Obtaining PreCreate messages for network shares

Hello -

I have a minifilter that I’ve written and has been in use for some time. It basically monitors certain applications doing certain disk I/O, and it works well for my purposes. However, I would now like to receive the same Pre (and Post) file system operations for files residing on various network shares that my driver is now receiving for the local harddrive.

I thought that by simply returning STATUS_SUCCESS in my PFLT_INSTANCE_SETUP_CALLBACK function that gets called whenever a new volume is mounted, that I would then start to receive notification in my Pre-* routines when those IRP requests went to files on one of the network volumes.

However, unless I’m missing something basic, I’m not receiving those notifications for accessing those network files.

I’ve used the Microsoft driver samples on GitHub, so assuming I’m missing something, is there a sample there that is trying to do something similar to what I’m looking for?

Thank you.

IIRC, that is enough. STATUS SUCCESS from InstanceSetup for all cases.

How do you tell whether you get PreOp calls for a network volume?

Just to emphasize what @Dejan_Maksimovic said.

If you attach at boot then MUP is usually the first volume to be announced to you. But (and you may not have realized this) you only get called once for all shares - you then need to decide on a case by case basis whether this is the share that interests you.

Thanks for the replies.

Yes, I was pretty sure based on reading and seeing what other drivers had been doing that simply returning STATUS_SUCCESS in my PFLT_INSTANCE_SETUP_CALLBACK should be enough.

I do have some filtering going on in my PreOp routines, where I filter out a good number of IRPs and just return FLT_PREOP_SUCCESS_NO_CALLBACK, indicating that I don’t need a notification in my PostOp. It may be that some of that filtering may have been setup incorrectly by me. I suppose for these purposes, I can remove all that and confirm that I then receive all events, even for network shares.

Is there a specific way in my PreOp or PostOp routine to tell explicitly what volume it’s coming from, or is the only way to do that is to get the filename using FltGetFileNameInformation?

You can check if the FileObject->DeviceObject->DeviceType ==
FILE_DEVICE_NETWORK_FILE_SYSTEM, in which case it is network I/O.

Note that I say “network I/O” and not “MUP”, since MUP is the most
common thing you would see, but far from the only redirector out
there.
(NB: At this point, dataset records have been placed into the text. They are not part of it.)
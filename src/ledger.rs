//! Version ledger.
//!
//! Every persisted conversion is snapshotted as an immutable version:
//!
//! ```text
//! <root>/<lineage>/v0001/entry.json
//!                       /<name>.md
//!                       /<name>.docx
//!                       /media/...
//! ```
//!
//! A snapshot is assembled in a hidden staging directory and renamed into
//! place, so a version directory is either complete or absent. Entries are
//! never rewritten once published.

use crate::error::{Error, Result};
use crate::persist;
use chrono::{DateTime, Utc};
use serde::{Deserialize, Serialize};
use std::fs;
use std::io;
use std::path::{Path, PathBuf};

const ENTRY_FILE: &str = "entry.json";

/// Rename attempts before giving up on a contended sequence number.
const MAX_PUBLISH_ATTEMPTS: u32 = 64;

/// What produced a version.
#[derive(Debug, Clone, Copy, PartialEq, Eq, Serialize, Deserialize)]
#[serde(rename_all = "lowercase")]
pub enum SourceOperation {
    /// Initial generation from Markdown
    Generate,
    /// A revision of an existing document
    Revise,
}

impl std::fmt::Display for SourceOperation {
    fn fmt(&self, f: &mut std::fmt::Formatter<'_>) -> std::fmt::Result {
        match self {
            SourceOperation::Generate => write!(f, "generate"),
            SourceOperation::Revise => write!(f, "revise"),
        }
    }
}

/// Name grouping all versions derived from one document.
#[derive(Debug, Clone, PartialEq, Eq, Hash, PartialOrd, Ord)]
pub struct Lineage(String);

impl Lineage {
    /// Create a lineage name usable as a directory name.
    ///
    /// Characters outside `[A-Za-z0-9._-]` become `_`.
    pub fn new(name: &str) -> Result<Self> {
        let sanitized: String = name
            .trim()
            .chars()
            .map(|c| {
                if c.is_ascii_alphanumeric() || matches!(c, '.' | '_' | '-') {
                    c
                } else {
                    '_'
                }
            })
            .collect();
        if sanitized.is_empty() || sanitized.starts_with('.') {
            return Err(Error::InvalidLineage(name.to_string()));
        }
        Ok(Self(sanitized))
    }

    /// Lineage of a document file: its file stem.
    pub fn from_path(path: &Path) -> Result<Self> {
        let stem = path
            .file_stem()
            .and_then(|s| s.to_str())
            .ok_or_else(|| Error::InvalidLineage(path.display().to_string()))?;
        Self::new(stem)
    }

    /// The name.
    pub fn as_str(&self) -> &str {
        &self.0
    }
}

impl std::fmt::Display for Lineage {
    fn fmt(&self, f: &mut std::fmt::Formatter<'_>) -> std::fmt::Result {
        f.write_str(&self.0)
    }
}

/// One immutable snapshot of a document.
#[derive(Debug, Clone, PartialEq, Serialize, Deserialize)]
pub struct VersionEntry {
    /// Lineage name
    pub lineage: String,

    /// Position in the lineage, starting at 1
    pub sequence: u32,

    /// Markdown snapshot
    pub markdown: PathBuf,

    /// Word snapshot
    pub word: PathBuf,

    /// Media directory snapshot, if the document had media
    pub media: Option<PathBuf>,

    /// When the version was recorded
    pub created: DateTime<Utc>,

    /// What produced the version
    pub operation: SourceOperation,
}

impl VersionEntry {
    /// Directory holding the snapshot.
    pub fn dir(&self) -> Option<&Path> {
        self.markdown.parent()
    }

    fn resolved_in(mut self, dir: &Path) -> Self {
        self.markdown = dir.join(&self.markdown);
        self.word = dir.join(&self.word);
        self.media = self.media.map(|m| dir.join(m));
        self
    }
}

fn version_dir_name(sequence: u32) -> String {
    format!("v{:04}", sequence)
}

fn parse_version_dir(name: &str) -> Option<u32> {
    let digits = name.strip_prefix('v')?;
    if digits.is_empty() || !digits.bytes().all(|b| b.is_ascii_digit()) {
        return None;
    }
    digits.parse().ok()
}

/// Append-only store of version entries.
#[derive(Debug, Clone)]
pub struct VersionLedger {
    root: PathBuf,
}

impl VersionLedger {
    /// Open a ledger rooted at `root`. Nothing is created until a version is
    /// recorded.
    pub fn open(root: impl Into<PathBuf>) -> Self {
        Self { root: root.into() }
    }

    /// Ledger root directory.
    pub fn root(&self) -> &Path {
        &self.root
    }

    fn lineage_dir(&self, lineage: &Lineage) -> PathBuf {
        self.root.join(lineage.as_str())
    }

    fn sequences(&self, lineage: &Lineage) -> Result<Vec<u32>> {
        let dir = self.lineage_dir(lineage);
        let entries = match fs::read_dir(&dir) {
            Ok(entries) => entries,
            Err(e) if e.kind() == io::ErrorKind::NotFound => return Ok(Vec::new()),
            Err(e) => return Err(e.into()),
        };
        let mut sequences = Vec::new();
        for entry in entries {
            let entry = entry?;
            if !entry.file_type()?.is_dir() {
                continue;
            }
            if let Some(seq) = entry.file_name().to_str().and_then(parse_version_dir) {
                sequences.push(seq);
            }
        }
        sequences.sort_unstable();
        Ok(sequences)
    }

    /// Snapshot the artifacts as the next version of `lineage`.
    ///
    /// Files are copied, so later edits to the working copies never change
    /// a recorded version.
    pub fn record(
        &self,
        lineage: &Lineage,
        markdown: &Path,
        word: &Path,
        media_dir: Option<&Path>,
        operation: SourceOperation,
    ) -> Result<VersionEntry> {
        let lineage_dir = self.lineage_dir(lineage);
        fs::create_dir_all(&lineage_dir).map_err(|e| Error::persistence(&lineage_dir, e))?;

        let staged = tempfile::Builder::new()
            .prefix(".staging-")
            .tempdir_in(&lineage_dir)
            .map_err(|e| Error::persistence(&lineage_dir, e))?;

        let file_name = |p: &Path| -> Result<PathBuf> {
            p.file_name()
                .map(PathBuf::from)
                .ok_or_else(|| Error::Other(format!("not a file path: {}", p.display())))
        };
        let md_name = file_name(markdown)?;
        let word_name = file_name(word)?;
        persist::copy_atomic(markdown, &staged.path().join(&md_name))?;
        persist::copy_atomic(word, &staged.path().join(&word_name))?;

        let media_name = match media_dir {
            Some(dir) if dir.is_dir() => {
                let name = file_name(dir)?;
                persist::copy_dir(dir, &staged.path().join(&name))?;
                Some(name)
            }
            _ => None,
        };

        let mut entry = VersionEntry {
            lineage: lineage.to_string(),
            sequence: self.sequences(lineage)?.last().map_or(1, |s| s + 1),
            markdown: md_name,
            word: word_name,
            media: media_name,
            created: Utc::now(),
            operation,
        };

        for _ in 0..MAX_PUBLISH_ATTEMPTS {
            let entry_path = staged.path().join(ENTRY_FILE);
            persist::write_atomic(&entry_path, &serde_json::to_vec_pretty(&entry)?)?;

            let target = lineage_dir.join(version_dir_name(entry.sequence));
            if target.exists() {
                entry.sequence += 1;
                continue;
            }
            match fs::rename(staged.path(), &target) {
                Ok(()) => {
                    log::info!(
                        "recorded {} v{} ({})",
                        lineage,
                        entry.sequence,
                        entry.operation
                    );
                    return Ok(entry.resolved_in(&target));
                }
                // Lost a race for this sequence number
                Err(_) if target.exists() => entry.sequence += 1,
                Err(e) => return Err(Error::persistence(&target, e)),
            }
        }
        Err(Error::persistence(
            &lineage_dir,
            io::Error::new(
                io::ErrorKind::AlreadyExists,
                "could not allocate a version number",
            ),
        ))
    }

    fn load(&self, lineage: &Lineage, sequence: u32) -> Result<VersionEntry> {
        let dir = self.lineage_dir(lineage).join(version_dir_name(sequence));
        let data = fs::read(dir.join(ENTRY_FILE))?;
        let entry: VersionEntry = serde_json::from_slice(&data)?;
        Ok(entry.resolved_in(&dir))
    }

    /// All versions of `lineage`, oldest first.
    pub fn list(&self, lineage: &Lineage) -> Result<Vec<VersionEntry>> {
        let mut entries = Vec::new();
        for sequence in self.sequences(lineage)? {
            match self.load(lineage, sequence) {
                Ok(entry) => entries.push(entry),
                Err(e) => log::warn!("skipping {} v{}: {}", lineage, sequence, e),
            }
        }
        Ok(entries)
    }

    /// One version of `lineage`.
    pub fn get(&self, lineage: &Lineage, sequence: u32) -> Result<VersionEntry> {
        let dir = self.lineage_dir(lineage).join(version_dir_name(sequence));
        if !dir.join(ENTRY_FILE).is_file() {
            return Err(Error::VersionNotFound {
                lineage: lineage.to_string(),
                sequence,
            });
        }
        self.load(lineage, sequence)
    }

    /// Most recent version of `lineage`, if any.
    pub fn latest(&self, lineage: &Lineage) -> Result<Option<VersionEntry>> {
        match self.sequences(lineage)?.last() {
            Some(&sequence) => self.load(lineage, sequence).map(Some),
            None => Ok(None),
        }
    }

    /// Names of all lineages with at least one version directory.
    pub fn lineages(&self) -> Result<Vec<Lineage>> {
        let entries = match fs::read_dir(&self.root) {
            Ok(entries) => entries,
            Err(e) if e.kind() == io::ErrorKind::NotFound => return Ok(Vec::new()),
            Err(e) => return Err(e.into()),
        };
        let mut lineages = Vec::new();
        for entry in entries {
            let entry = entry?;
            if !entry.file_type()?.is_dir() {
                continue;
            }
            let Some(name) = entry.file_name().to_str().map(str::to_string) else {
                continue;
            };
            if let Ok(lineage) = Lineage::new(&name) {
                if lineage.as_str() == name && !self.sequences(&lineage)?.is_empty() {
                    lineages.push(lineage);
                }
            }
        }
        lineages.sort();
        Ok(lineages)
    }
}

#[cfg(test)]
mod tests {
    use super::*;

    fn artifacts(dir: &Path) -> (PathBuf, PathBuf, PathBuf) {
        let md = dir.join("report.md");
        let docx = dir.join("report.docx");
        let media = dir.join("media");
        fs::write(&md, "# Report\n").unwrap();
        fs::write(&docx, b"PK").unwrap();
        fs::create_dir_all(&media).unwrap();
        fs::write(media.join("a.png"), b"png").unwrap();
        (md, docx, media)
    }

    #[test]
    fn test_lineage_names() {
        assert_eq!(Lineage::new("my report v2").unwrap().as_str(), "my_report_v2");
        assert_eq!(Lineage::new("a.b-c_d").unwrap().as_str(), "a.b-c_d");
        assert!(matches!(Lineage::new(""), Err(Error::InvalidLineage(_))));
        assert!(Lineage::new(".hidden").is_err());
        assert!(Lineage::new("..").is_err());
        assert_eq!(
            Lineage::from_path(Path::new("out/notes.md")).unwrap().as_str(),
            "notes"
        );
    }

    #[test]
    fn test_record_sequence() {
        let dir = tempfile::tempdir().unwrap();
        let (md, docx, media) = artifacts(dir.path());
        let ledger = VersionLedger::open(dir.path().join("versions"));
        let lineage = Lineage::new("report").unwrap();

        let first = ledger
            .record(&lineage, &md, &docx, Some(&media), SourceOperation::Generate)
            .unwrap();
        let second = ledger
            .record(&lineage, &md, &docx, None, SourceOperation::Revise)
            .unwrap();
        let third = ledger
            .record(&lineage, &md, &docx, None, SourceOperation::Revise)
            .unwrap();

        assert_eq!(
            [first.sequence, second.sequence, third.sequence],
            [1, 2, 3]
        );
        assert!(first.dir().unwrap().ends_with("v0001"));
        assert!(first.media.as_ref().unwrap().join("a.png").is_file());
        assert!(second.media.is_none());
    }

    #[test]
    fn test_snapshot_is_copied() {
        let dir = tempfile::tempdir().unwrap();
        let (md, docx, _) = artifacts(dir.path());
        let ledger = VersionLedger::open(dir.path().join("versions"));
        let lineage = Lineage::new("report").unwrap();

        let entry = ledger
            .record(&lineage, &md, &docx, None, SourceOperation::Generate)
            .unwrap();
        fs::write(&md, "# Changed\n").unwrap();

        let loaded = ledger.get(&lineage, 1).unwrap();
        assert_eq!(loaded, entry);
        assert_eq!(fs::read_to_string(&loaded.markdown).unwrap(), "# Report\n");
    }

    #[test]
    fn test_list_get_latest() {
        let dir = tempfile::tempdir().unwrap();
        let (md, docx, _) = artifacts(dir.path());
        let ledger = VersionLedger::open(dir.path().join("versions"));
        let lineage = Lineage::new("report").unwrap();

        assert!(ledger.list(&lineage).unwrap().is_empty());
        assert!(ledger.latest(&lineage).unwrap().is_none());
        assert!(ledger.lineages().unwrap().is_empty());

        for op in [SourceOperation::Generate, SourceOperation::Revise] {
            ledger.record(&lineage, &md, &docx, None, op).unwrap();
        }

        let list = ledger.list(&lineage).unwrap();
        assert_eq!(list.len(), 2);
        assert_eq!(list[0].operation, SourceOperation::Generate);
        assert_eq!(list[1].operation, SourceOperation::Revise);
        assert_eq!(ledger.latest(&lineage).unwrap().unwrap().sequence, 2);
        assert_eq!(ledger.lineages().unwrap(), vec![lineage.clone()]);

        assert!(matches!(
            ledger.get(&lineage, 9),
            Err(Error::VersionNotFound { sequence: 9, .. })
        ));
    }

    #[test]
    fn test_no_staging_left_behind() {
        let dir = tempfile::tempdir().unwrap();
        let (md, docx, _) = artifacts(dir.path());
        let ledger = VersionLedger::open(dir.path().join("versions"));
        let lineage = Lineage::new("report").unwrap();
        ledger
            .record(&lineage, &md, &docx, None, SourceOperation::Generate)
            .unwrap();

        let names: Vec<String> = fs::read_dir(dir.path().join("versions/report"))
            .unwrap()
            .map(|e| e.unwrap().file_name().to_string_lossy().into_owned())
            .collect();
        assert_eq!(names, vec!["v0001".to_string()]);
    }

    #[test]
    fn test_entry_json_is_relative() {
        let dir = tempfile::tempdir().unwrap();
        let (md, docx, _) = artifacts(dir.path());
        let ledger = VersionLedger::open(dir.path().join("versions"));
        let lineage = Lineage::new("report").unwrap();
        let entry = ledger
            .record(&lineage, &md, &docx, None, SourceOperation::Generate)
            .unwrap();

        let raw: serde_json::Value = serde_json::from_slice(
            &fs::read(entry.dir().unwrap().join(ENTRY_FILE)).unwrap(),
        )
        .unwrap();
        assert_eq!(raw["markdown"], "report.md");
        assert_eq!(raw["operation"], "generate");
    }

    #[test]
    fn test_parse_version_dir() {
        assert_eq!(parse_version_dir("v0012"), Some(12));
        assert_eq!(parse_version_dir("v"), None);
        assert_eq!(parse_version_dir(".staging-x"), None);
        assert_eq!(version_dir_name(3), "v0003");
    }
}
And you need to be able to handle others.

A simple example is HGFS, from VMWare, which you would see on both VMs
for testing, and on VMs for production. And it is NOT behaving nicely
with FltMgr in many areas.
E.g. at least on my current set up, you cannot use FltMgr’s contexts
:frowning: I mean you can allocate them, but cannot associate them with a file
object.

Then there is Citrix, Xi, RDP, probably there is some Netware still out there…

OK, I actually was getting network events, but, there was some filtering upstream that had been in there forever that I’d forgotten about that was effectively filtering them out. So, my bad.

Thanks for the responses, though. I’m still somewhat shaky on driver things and the comments forced to me go reevaluate some things.